Bolshoy Shantar was frequented by American whaleships between 1852 and 1907. They hunted bowhead whales, particularly in the passages that separate Bolshoy Shantar from Feklistova and Prokofyeva. They also went ashore to obtain wood and water and hunt bears and foxes. Two whaleships were wrecked on the island. On 18 October 1858, the bark Rajah (250 tons), of New Bedford, was wrecked on the north side of the island during a strong gale. Captain Ansel N. Stewart, the first officer, and 11 other men perished; the second mate and the twelve other crew members were saved four days later by the ship Condor (349 tons), of New Bedford, Captain Samuel H. Whiteside. Five men, including the captain, were buried on the island. Items from the wreck were found on the island as late as 1865. On 30 August 1907, the schooner Carrie and Annie (90 tons), of San Francisco, was wrecked on the island during a gale.

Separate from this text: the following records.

#[async_trait]
impl Bridge for StructuredBridge {
    fn id(&self) -> &str {
        SLOG_BRIDGE_ID
    }

    fn metadata(&self) -> BridgeMetadata {
        BridgeMetadata::new("Structured Logging Bridge", "v1.0.0")
            .description("Leveled structured logging with LLM and tool call hooks")
            .author("raibid-labs")
            .license("MIT")
    }

    async fn initialize(&self, _ctx: &ExecutionContext) -> BridgeResult<()> {
        self.cell
            .initialize_with(|| async {
                Ok(SlogState {
                    min_level: LogLevel::Info,
                    detail: DetailLevel::Basic,
                    format: LogFormat::Text,
                })
            })
            .await
    }

    async fn cleanup(&self, _ctx: &ExecutionContext) -> BridgeResult<()> {
        self.cell.cleanup_with(|_| async { Ok(()) }).await
    }

    async fn is_initialized(&self) -> bool {
        self.cell.is_initialized().await
    }

    fn methods(&self) -> Vec<MethodInfo> {
        let leveled = |name: &str, description: &str| {
            MethodInfo::new(name, description)
                .param(ParameterInfo::required(
                    "message",
                    DeclaredType::String,
                    "Log message",
                ))
                .param(ParameterInfo::optional(
                    "emoji",
                    DeclaredType::String,
                    "Marker prepended to the message",
                ))
                .param(ParameterInfo::optional(
                    "attributes",
                    DeclaredType::Object,
                    "Structured attributes",
                ))
        };
        vec![
            leveled("debug", "Log at debug level"),
            leveled("info", "Log at info level").example(r#"slog.info("ready", {port = 8080})"#),
            leveled("warn", "Log at warn level"),
            leveled("error", "Log at error level"),
            MethodInfo::new("logBeforeGenerate", "Log an LLM generation request")
                .param(ParameterInfo::required(
                    "messages",
                    DeclaredType::Array,
                    "Chat messages with role and content",
                )),
            MethodInfo::new("logAfterGenerate", "Log an LLM generation result")
                .param(ParameterInfo::required(
                    "response",
                    DeclaredType::Object,
                    "Response with optional content",
                ))
                .param(ParameterInfo::optional("error", DeclaredType::String, "Error message")),
            MethodInfo::new("logBeforeToolCall", "Log a tool invocation")
                .param(ParameterInfo::required("tool", DeclaredType::String, "Tool name"))
                .param(ParameterInfo::required("params", DeclaredType::Object, "Tool parameters")),
            MethodInfo::new("logAfterToolCall", "Log a tool result")
                .param(ParameterInfo::required("tool", DeclaredType::String, "Tool name"))
                .param(ParameterInfo::optional("result", DeclaredType::Object, "Tool result"))
                .param(ParameterInfo::optional("error", DeclaredType::String, "Error message")),
            MethodInfo::new("getLogLevel", "Current detail level").returns(DeclaredType::String),
            MethodInfo::new("withAttributes", "Logger handle carrying fixed attributes")
                .param(ParameterInfo::required("attributes", DeclaredType::Object, "Attributes"))
                .returns(DeclaredType::Object),
            MethodInfo::new("setLogLevel", "Set the detail level (basic, detailed, debug)")
                .param(ParameterInfo::required("level", DeclaredType::String, "Detail level")),
            MethodInfo::new("configureLogger", "Set output format and minimum level")
                .param(ParameterInfo::required(
                    "options",
                    DeclaredType::Object,
                    "{format = text|json, level = debug|info|warn|error}",
                ))
                .example(r#"slog.configureLogger({format = "json", level = "debug"})"#),
        ]
    }

    fn handles(&self, method: &str) -> bool {
        self.routes.contains(method)
    }

    fn type_mappings(&self) -> HashMap<String, TypeMapping> {
        HashMap::from([
            (
                LOGGER_TYPE.to_string(),
                TypeMapping::new("ContextLogger", LOGGER_TYPE),
            ),
            (
                "log_level".to_string(),
                TypeMapping::new("DetailLevel", "string"),
            ),
        ])
    }

    fn required_permissions(&self) -> Vec<Permission> {
        vec![
            Permission::new(
                PermissionType::Storage,
                "slog.logging",
                &["write"],
                "Write structured log records",
            ),
            Permission::new(
                PermissionType::Memory,
                "slog.context",
                &["read", "write"],
                "Keep logger context attributes",
            ),
        ]
    }

    async fn execute_method(
        &self,
        _ctx: &ExecutionContext,
        name: &str,
        args: &[DynamicValue],
    ) -> BridgeResult<DynamicValue> {
        let route = self.routes.resolve(SLOG_BRIDGE_ID, name)?;
        let positional = Args::new(name, args);
        match route {
            Route::Shared(handler) => {
                let state = self.cell.read(SLOG_BRIDGE_ID).await?;
                match handler {
                    Read::Log(level) => {
                        let call = message_shape(name).resolve(args)?;
                        let message = match call.string("emoji") {
                            "" => call.string("message").to_string(),
                            emoji => format!("{emoji} {}", call.string("message")),
                        };
                        self.emit(&state, level, message, call.object("attributes"));
                    }
                    Read::BeforeGenerate => {
                        let messages = chat_messages(positional.array(0, "messages")?)?;
                        let mut attributes = Attributes::new();
                        attributes.insert("message_count".into(), messages.len().into());
                        if state.detail >= DetailLevel::Detailed {
                            let roles = messages
                                .iter()
                                .map(|(role, _)| DynamicValue::from(role.as_str()));
                            attributes.insert("roles".into(), DynamicValue::array(roles));
                        }
                        if state.detail >= DetailLevel::Debug {
                            let full = messages.iter().map(|(role, content)| {
                                DynamicValue::object([
                                    ("role", DynamicValue::from(role.as_str())),
                                    ("content", DynamicValue::from(content.as_str())),
                                ])
                            });
                            attributes.insert("messages".into(), DynamicValue::array(full));
                        }
                        self.emit(
                            &state,
                            LogLevel::Info,
                            "LLM generate request".into(),
                            attributes,
                        );
                    }
                    Read::AfterGenerate => {
                        let response = positional.object(0, "response")?;
                        let error = positional.optional_string(1, "error")?.unwrap_or("");
                        let mut attributes = Attributes::new();
                        if !error.is_empty() {
                            attributes.insert("error".into(), error.into());
                            self.emit(
                                &state,
                                LogLevel::Error,
                                "LLM generate failed".into(),
                                attributes,
                            );
                        } else {
                            let content = response
                                .get("content")
                                .and_then(DynamicValue::as_str)
                                .unwrap_or("");
                            let length = content.chars().count();
                            attributes.insert("content_length".into(), length.into());
                            if state.detail >= DetailLevel::Debug {
                                attributes.insert("content".into(), content.into());
                            }
                            self.emit(
                                &state,
                                LogLevel::Info,
                                "LLM generate completed".into(),
                                attributes,
                            );
                        }
                    }
                    Read::BeforeToolCall => {
                        let tool = positional.string(0, "tool")?;
                        let params = positional.object(1, "params")?;
                        let mut attributes = Attributes::new();
                        attributes.insert("tool".into(), tool.into());
                        if state.detail >= DetailLevel::Detailed {
                            attributes.insert("params".into(), params.clone().into());
                        }
                        self.emit(&state, LogLevel::Info, "Tool call started".into(), attributes);
                    }
                    Read::AfterToolCall => {
                        let tool = positional.string(0, "tool")?;
                        let result = positional.optional_object(1, "result")?;
                        let error = positional.optional_string(2, "error")?.unwrap_or("");
                        let mut attributes = Attributes::new();
                        attributes.insert("tool".into(), tool.into());
                        if !error.is_empty() {
                            attributes.insert("error".into(), error.into());
                            self.emit(
                                &state,
                                LogLevel::Error,
                                "Tool call failed".into(),
                                attributes,
                            );
                        } else {
                            let detailed = state.detail >= DetailLevel::Detailed;
                            if let Some(result) = result.filter(|_| detailed) {
                                attributes.insert("result".into(), result.clone().into());
                            }
                            self.emit(
                                &state,
                                LogLevel::Info,
                                "Tool call completed".into(),
                                attributes,
                            );
                        }
                    }
                    Read::GetLevel => return Ok(DynamicValue::from(state.detail.as_str())),
                    Read::WithAttributes => {
                        let attributes = positional.object(0, "attributes")?.clone();
                        return Ok(DynamicValue::object([
                            ("logger", ContextLogger::new(attributes.clone()).into_value()),
                            ("attributes", DynamicValue::Object(attributes)),
                        ]));
                    }
                }
                Ok(DynamicValue::Nil)
            }
            Route::Exclusive(handler) => {
                let mut state = self.cell.write(SLOG_BRIDGE_ID).await?;
                match handler {
                    Write::SetLevel => {
                        let level = positional.string(0, "level")?;
                        state.detail = DetailLevel::parse(level).ok_or_else(|| {
                            BridgeError::invalid_arguments(
                                name,
                                format!(
                                    "unknown log level `{level}`, expected basic, detailed or debug"
                                ),
                            )
                        })?;
                    }
                    Write::Configure => {
                        let options = positional.object(0, "options")?;
                        // Validate both before applying either.
                        let format = string_option(options, "format", name)?
                            .map(|f| {
                                LogFormat::parse(f).ok_or_else(|| {
                                    BridgeError::invalid_arguments(
                                        name,
                                        format!("unknown format `{f}`"),
                                    )
                                })
                            })
                            .transpose()?;
                        let level = string_option(options, "level", name)?
                            .map(|l| {
                                LogLevel::parse(l).ok_or_else(|| {
                                    BridgeError::invalid_arguments(
                                        name,
                                        format!("unknown level `{l}`"),
                                    )
                                })
                            })
                            .transpose()?;
                        if let Some(format) = format {
                            state.format = format;
                        }
                        if let Some(level) = level {
                            state.min_level = level;
                        }
                    }
                }
                Ok(DynamicValue::Nil)
            }
        }
    }
}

The crew remained stranded on Bolshoy Shantar until 11 September, when the Russian transport Nitzun rescued them.

==Climate==

Climate data for Bolshoy Shantar Island (1991–2020 normals, extremes 1924–present)
| Month | Jan | Feb | Mar | Apr | May | Jun | Jul | Aug | Sep | Oct | Nov | Dec | Year |
| Record high °C (°F) | −0.1 (31.8) | −0.8 (30.6) | 10.2 (50.4) | 15.1 (59.2) | 27.3 (81.1) | 28.6 (83.5) | 31.9 (89.4) | 28.5 (83.3) | 25.4 (77.7) | 18.5 (65.3) | 8.0 (46.4) | 1.8 (35.2) | 31.9 (89.4) |
| Mean daily maximum °C (°F) | −14.0 (6.8) | −12.6 (9.3) | −5.9 (21.4) | 1.4 (34.5) | 7.5 (45.5) | 13.7 (56.7) | 17.2 (63.0) | 18.2 (64.8) | 14.5 (58.1) | 5.9 (42.6) | −5.3 (22.5) | −12.9 (8.8) | 2.3 (36.2) |
| Daily mean °C (°F) | −19.3 (−2.7) | −19.0 (−2.2) | −12.6 (9.3) | −3.8 (25.2) | 2.3 (36.1) | 7.2 (45.0) | 11.6 (52.9) | 12.8 (55.0) | 9.0 (48.2) | 1.6 (34.9) | −8.5 (16.7) | −17.0 (1.4) | −3.0 (26.6) |
| Mean daily minimum °C (°F) | −25.3 (−13.5) | −25.8 (−14.4) | −19.8 (−3.6) | −9.1 (15.6) | −1.5 (29.3) | 2.4 (36.3) | 7.1 (44.8) | 8.0 (46.4) | 3.4 (38.1) | −3.0 (26.6) | −12.6 (9.3) | −22.1 (−7.8) | −8.2 (17.3) |
| Record low °C (°F) | −43.5 (−46.3) | −42.1 (−43.8) | −38.6 (−37.5) | −30.2 (−22.4) | −15.3 (4.5) | −6.8 (19.8) | −3.6 (25.5) | −3.9 (25.0) | −8.4 (16.9) | −21.3 (−6.3) | −34.5 (−30.1) | −41.1 (−42.0) | −43.5 (−46.3) |
| Average precipitation mm (inches) | 30 (1.2) | 15 (0.6) | 25 (1.0) | 32 (1.3) | 57 (2.2) | 47 (1.9) | 60 (2.4) | 72 (2.8) | 68 (2.7) | 79 (3.1) | 55 (2.2) | 36 (1.4) | 576 (22.8) |
| Average precipitation days | 9.2 | 6.7 | 6.9 | 8.6 | 9.9 | 9.0 | 9.7 | 11.1 | 11.1 | 11.0 | 13.9 | 11.1 | 118.2 |
| Mean monthly sunshine hours | 108 | 157 | 217 | 205 | 215 | 246 | 213 | 209 | 183 | 143 | 84 | 82 | 2,062 |
Source 1: Погода и Климат
Source 2: climatebase.ru

==Flora and fauna==

There are spruce forests on the island and smelts (Hypomesus japonicus) and (H. olidus) are found in Lake Bol'shoe. In the spring and summer Steller's sea eagle and Aleutian tern nest on the island; long-billed murrelet also appear to breed here.

==Popular culture==
This island is mentioned in the 2008 video game Grand Theft Auto IV as the location of the headquarters of a fictional peer-to-peer programme called Shitster (a spoof of Napster).